Сзади Силантия установлены на полу валенки Калины Ивановича, а выше дымится его трубка. Дым от трубки крутым коленом спускается к печке, бурлит двумя рукавами по ушам круглоголового пацана и жадно включается в горячую печную тягу.
Калина Иванович подмигивает мне одним глазом и перебивает Силантия:
— Хэ-хэ-хэ! Ты, Силантий, прямо говори — погладили тебя эти паразиты по тому месту, откуда ноги растут, чи не погладили?
Силантий задирает голову, почти опрокидывается навзничь и заливается смехом:
— Здесь это, погладили, как говорится, Калина Иванович, это ты верно сказал… Из-за девки, будь она неладна.
И у других печей журчащие ручейки повестей, и в классах, и по квартирам. И у Лидочки наверняка сидят Вершнев и Карабанов. Лидочка угощает их чаем с вареньем. Чай не мешает Вершнев злиться на Семена:
— Ну х-хорошо, вчера з-зубоскалил, сегодня з-зубоскалил, а надо же к-к-когда нибудь и з-з-задуматься…

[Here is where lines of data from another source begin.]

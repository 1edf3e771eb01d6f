use super::event::Bag;
use super::time::SimTime;

/// Interface every model in the hierarchy exposes to its coordinator.
///
/// The host calls `output` exactly once, immediately before `internal` (or
/// `confluent`) whenever the model is imminent. Output implementations must
/// not change the model state; all state changes happen in the transition
/// functions.
pub trait Atomic {
    /// Spontaneous transition taken when the time advance elapses.
    fn internal(&mut self);

    /// Transition taken on input events, `e` being the time elapsed since
    /// the last transition.
    fn external(&mut self, e: SimTime, inputs: &Bag);

    /// Tie-break when an internal and an external transition coincide.
    fn confluent(&mut self, _e: SimTime, inputs: &Bag) {
        self.internal();
        self.external(SimTime::ZERO, inputs);
    }

    /// Emits the output bag computed from the current state.
    fn output(&mut self, bag: &mut Bag);

    /// Delay until the next spontaneous transition; infinity passivates.
    fn time_advance(&self) -> SimTime;

    /// Name of the current state for the state trace.
    fn state_name(&self) -> String;

    /// State trace lines, one per atomic model. Compositions override this
    /// to recurse with qualified names.
    fn state_lines(&self, name: &str, lines: &mut Vec<String>) {
        lines.push(format!("[{name}] State: {}", self.state_name()));
    }
}
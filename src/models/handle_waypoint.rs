use strum_macros::Display;

use crate::devs::atomic::Atomic;
use crate::devs::event::{Bag, Event};
use crate::devs::time::SimTime;
use crate::messages::{ControlMode, FccCommand};

#[derive(Clone, Copy, Debug, PartialEq, Eq, Display)]
#[strum(serialize_all = "SCREAMING_SNAKE_CASE")]
pub enum State {
    Idle,
    WaitForWaypoint,
    PilotTakeover,
    UpdateFcc,
}

/// On-route waypoint forwarder: stamps incoming waypoints with the
/// MAV_COMMAND control mode and relays them to the FCC.
pub struct HandleWaypoint {
    state: State,
    next_waypoints: Vec<FccCommand>,
}

impl HandleWaypoint {
    pub fn new() -> Self {
        Self {
            state: State::Idle,
            next_waypoints: Vec::new(),
        }
    }

    pub fn with_state(initial_state: State) -> Self {
        Self {
            state: initial_state,
            ..Self::new()
        }
    }

    pub fn state(&self) -> State {
        self.state
    }
}

impl Default for HandleWaypoint {
    fn default() -> Self {
        Self::new()
    }
}

impl Atomic for HandleWaypoint {
    fn internal(&mut self) {
        if self.state == State::UpdateFcc {
            self.state = State::WaitForWaypoint;
            self.next_waypoints.clear();
        }
    }

    fn external(&mut self, _e: SimTime, inputs: &Bag) {
        if inputs.iter().any(|ev| matches!(ev, Event::PilotTakeover)) {
            self.state = State::PilotTakeover;
            return;
        }

        match self.state {
            State::Idle => {
                if inputs.iter().any(|ev| matches!(ev, Event::StartMission(_))) {
                    self.state = State::WaitForWaypoint;
                }
            }
            State::WaitForWaypoint => {
                let waypoints: Vec<FccCommand> = inputs
                    .iter()
                    .filter_map(|ev| match ev {
                        Event::Waypoint(command) => {
                            let mut waypoint = *command;
                            waypoint.set_supervisor_status(ControlMode::MavCommand);
                            Some(waypoint)
                        }
                        _ => None,
                    })
                    .collect();
                if !waypoints.is_empty() {
                    self.next_waypoints = waypoints;
                    self.state = State::UpdateFcc;
                }
            }
            _ => {}
        }
    }

    fn output(&mut self, bag: &mut Bag) {
        if self.state == State::UpdateFcc {
            for waypoint in &self.next_waypoints {
                bag.push(Event::FccWaypointUpdate(*waypoint));
            }
        }
    }

    fn time_advance(&self) -> SimTime {
        match self.state {
            State::Idle | State::WaitForWaypoint | State::PilotTakeover => SimTime::INFINITY,
            State::UpdateFcc => SimTime::ZERO,
        }
    }

    fn state_name(&self) -> String {
        self.state.to_string()
    }
}
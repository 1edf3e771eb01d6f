use crate::devs::atomic::Atomic;
use crate::devs::child::Child;
use crate::devs::event::{Bag, Event};
use crate::devs::time::SimTime;
use crate::models::handover_control::HandoverControl;
use crate::models::lp_manager::LpManager;
use crate::models::stabilize::Stabilize;

use super::lp_reposition::LpReposition;

/// Landing-phase composition wiring `LP_Manager`, `Stabilize`,
/// `Handover_Control` and the `LP_Reposition` sub-composition.
pub struct Landing {
    lp_manager: Child<LpManager>,
    stabilize: Child<Stabilize>,
    handover_control: Child<HandoverControl>,
    lp_reposition: Child<LpReposition>,
    clock: SimTime,
    pending_t: Option<SimTime>,
    out_lp_manager: Bag,
    out_stabilize: Bag,
    out_handover_control: Bag,
    out_lp_reposition: Bag,
}

/// Timer lengths handed to the submodels at construction.
pub struct LandingTimers {
    pub lp_accept_time: SimTime,
    pub orbit_time: SimTime,
    pub repo_time: SimTime,
    pub upd_time: SimTime,
    pub stabilize_polling_rate: SimTime,
}

impl Landing {
    pub fn new(timers: LandingTimers) -> Self {
        Self {
            lp_manager: Child::new(LpManager::new(timers.lp_accept_time, timers.orbit_time)),
            stabilize: Child::new(Stabilize::new(timers.stabilize_polling_rate)),
            handover_control: Child::new(HandoverControl::new()),
            lp_reposition: Child::new(LpReposition::new(timers.repo_time, timers.upd_time)),
            clock: SimTime::ZERO,
            pending_t: None,
            out_lp_manager: Bag::new(),
            out_stabilize: Bag::new(),
            out_handover_control: Bag::new(),
            out_lp_reposition: Bag::new(),
        }
    }

    pub fn lp_manager(&self) -> &LpManager {
        &self.lp_manager.model
    }

    pub fn stabilize(&self) -> &Stabilize {
        &self.stabilize.model
    }

    pub fn handover_control(&self) -> &HandoverControl {
        &self.handover_control.model
    }

    pub fn lp_reposition(&self) -> &LpReposition {
        &self.lp_reposition.model
    }

    fn next_event_time(&self) -> SimTime {
        self.lp_manager
            .t_next()
            .min(self.stabilize.t_next())
            .min(self.handover_control.t_next())
            .min(self.lp_reposition.t_next())
    }

    fn round(&mut self, t: SimTime, inputs: &Bag) {
        let mut to_lp_manager = Bag::new();
        let mut to_stabilize = Bag::new();
        let mut to_handover_control = Bag::new();
        let mut to_lp_reposition = Bag::new();

        for ev in inputs {
            match ev {
                Event::LpRecv(_) | Event::PlpAch(_) => to_lp_manager.push(ev.clone()),
                // Stabilize has no takeover port; it is silenced by the
                // cancel-hover couplings instead.
                Event::PilotTakeover => {
                    to_lp_manager.push(ev.clone());
                    to_lp_reposition.push(ev.clone());
                    to_handover_control.push(ev.clone());
                }
                Event::AircraftState(_) => {
                    to_lp_manager.push(ev.clone());
                    to_lp_reposition.push(ev.clone());
                    to_stabilize.push(ev.clone());
                }
                Event::StartMission(_) => {
                    to_lp_manager.push(ev.clone());
                    to_lp_reposition.push(ev.clone());
                    to_stabilize.push(ev.clone());
                    to_handover_control.push(ev.clone());
                }
                Event::LandingAchieved => to_lp_reposition.push(ev.clone()),
                _ => {}
            }
        }

        for ev in &self.out_lp_manager {
            match ev {
                Event::LpNew(_) => to_lp_reposition.push(ev.clone()),
                Event::PilotHandover(_) => to_handover_control.push(ev.clone()),
                _ => {}
            }
        }
        for ev in &self.out_lp_reposition {
            match ev {
                Event::CancelHover | Event::StabilizeAt(_) => to_stabilize.push(ev.clone()),
                Event::PilotHandover(_) => to_handover_control.push(ev.clone()),
                Event::FccCommandLand(_) => to_lp_manager.push(ev.clone()),
                _ => {}
            }
        }
        for ev in &self.out_stabilize {
            if let Event::HoverCriteriaMet = ev {
                to_handover_control.push(ev.clone());
                to_lp_reposition.push(ev.clone());
            }
        }
        for ev in &self.out_handover_control {
            match ev {
                Event::ControlYielded => {
                    to_lp_manager.push(ev.clone());
                    to_lp_reposition.push(ev.clone());
                }
                Event::StabilizeAt(_) => to_stabilize.push(ev.clone()),
                _ => {}
            }
        }

        self.lp_manager.deliver(t, &to_lp_manager);
        self.stabilize.deliver(t, &to_stabilize);
        self.handover_control.deliver(t, &to_handover_control);
        self.lp_reposition.deliver(t, &to_lp_reposition);

        self.out_lp_manager.clear();
        self.out_stabilize.clear();
        self.out_handover_control.clear();
        self.out_lp_reposition.clear();
        self.clock = t;
    }
}

impl Atomic for Landing {
    fn internal(&mut self) {
        let t = self.pending_t.take().expect("[FATAL] Internal transition without prior output!");
        self.round(t, &Bag::new());
    }

    fn external(&mut self, e: SimTime, inputs: &Bag) {
        let t = self.clock + e;
        self.round(t, inputs);
    }

    fn confluent(&mut self, _e: SimTime, inputs: &Bag) {
        let t = self.pending_t.take().expect("[FATAL] Confluent transition without prior output!");
        self.round(t, inputs);
    }

    fn output(&mut self, bag: &mut Bag) {
        let t = self.clock + self.time_advance();
        self.pending_t = Some(t);
        if self.lp_manager.imminent(t) {
            self.lp_manager.emit(&mut self.out_lp_manager);
        }
        if self.stabilize.imminent(t) {
            self.stabilize.emit(&mut self.out_stabilize);
        }
        if self.handover_control.imminent(t) {
            self.handover_control.emit(&mut self.out_handover_control);
        }
        if self.lp_reposition.imminent(t) {
            self.lp_reposition.emit(&mut self.out_lp_reposition);
        }

        for ev in &self.out_lp_manager {
            match ev {
                Event::FccCommandOrbit(_)
                | Event::LpExpired(_)
                | Event::LpNew(_)
                | Event::UpdateBoss(_)
                | Event::UpdateGcs(_)
                | Event::RequestAircraftState
                | Event::SetMissionMonitorStatus(_) => bag.push(ev.clone()),
                _ => {}
            }
        }
        for ev in &self.out_lp_reposition {
            match ev {
                Event::FccCommandLand(_)
                | Event::FccCommandVelocity(_)
                | Event::MissionComplete
                | Event::RequestAircraftState
                | Event::SetMissionMonitorStatus(_)
                | Event::UpdateBoss(_)
                | Event::UpdateGcs(_)
                | Event::UpdateMissionItem => bag.push(ev.clone()),
                _ => {}
            }
        }
        for ev in &self.out_handover_control {
            match ev {
                Event::ControlYielded | Event::NotifyPilot => bag.push(ev.clone()),
                _ => {}
            }
        }
        for ev in &self.out_stabilize {
            match ev {
                Event::FccCommandHover(_) | Event::RequestAircraftState | Event::UpdateGcs(_) => {
                    bag.push(ev.clone());
                }
                _ => {}
            }
        }
    }

    fn time_advance(&self) -> SimTime {
        self.next_event_time() - self.clock
    }

    fn state_name(&self) -> String {
        format!(
            "{}|{}",
            self.lp_manager.model.state_name(),
            self.lp_reposition.model.state_name()
        )
    }

    fn state_lines(&self, name: &str, lines: &mut Vec<String>) {
        self.lp_manager.model.state_lines(&format!("{name}.lp_manager"), lines);
        self.stabilize.model.state_lines(&format!("{name}.stabilize"), lines);
        self.handover_control
            .model
            .state_lines(&format!("{name}.handover_control"), lines);
        self.lp_reposition
            .model
            .state_lines(&format!("{name}.lp_reposition"), lines);
    }
}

— Да о чем тебе думать? Чи у тебя жена, чи волы, чи в коморе богато? О чем тебе думать? Живи, тай годи!
— О жизни надо думать, ч-ч-чудак к-к-какой.
— Дурень ты, Колька, ей-ей дурень! По-твоему думать, так нужно систы в кресло, очи вытрищать и ото… заходытысь думать. У кого голова есть, так тому й так думается. А такому, як ты, само собою нужно чогось поисты такого, щоб думалось…
— Ну зачем вы обижаете Николая? — говорит Лидочка. — Пусть человек думает, он до чего-нибудь и додумается.
— Хто? Колька додумается? Да никогда в жизни! Колька — знаете, кто такой? Колька ж Иисусик. Вин же «правды шукае». Вы бачилы такого дурня? Ему правда нужна! Он правдою будет чоботы мазать.
От Лидочки Семен и Колька выходят прежними друзьями, только Семен орет песню на всю колонию, а Николай в это время нежно его обнял и уговаривает:
— Р-раз р-революция, понимаешь, так д-должно быть все правильно.
И в моей скромной квартире гости. Я теперь живу с матерью, глубокой старушкой, жизнь которой тихонько струится в последних вечерних плесах, укрытых прозрачными, спокойными туманами. Мать мою все колонисты называют бабушкой.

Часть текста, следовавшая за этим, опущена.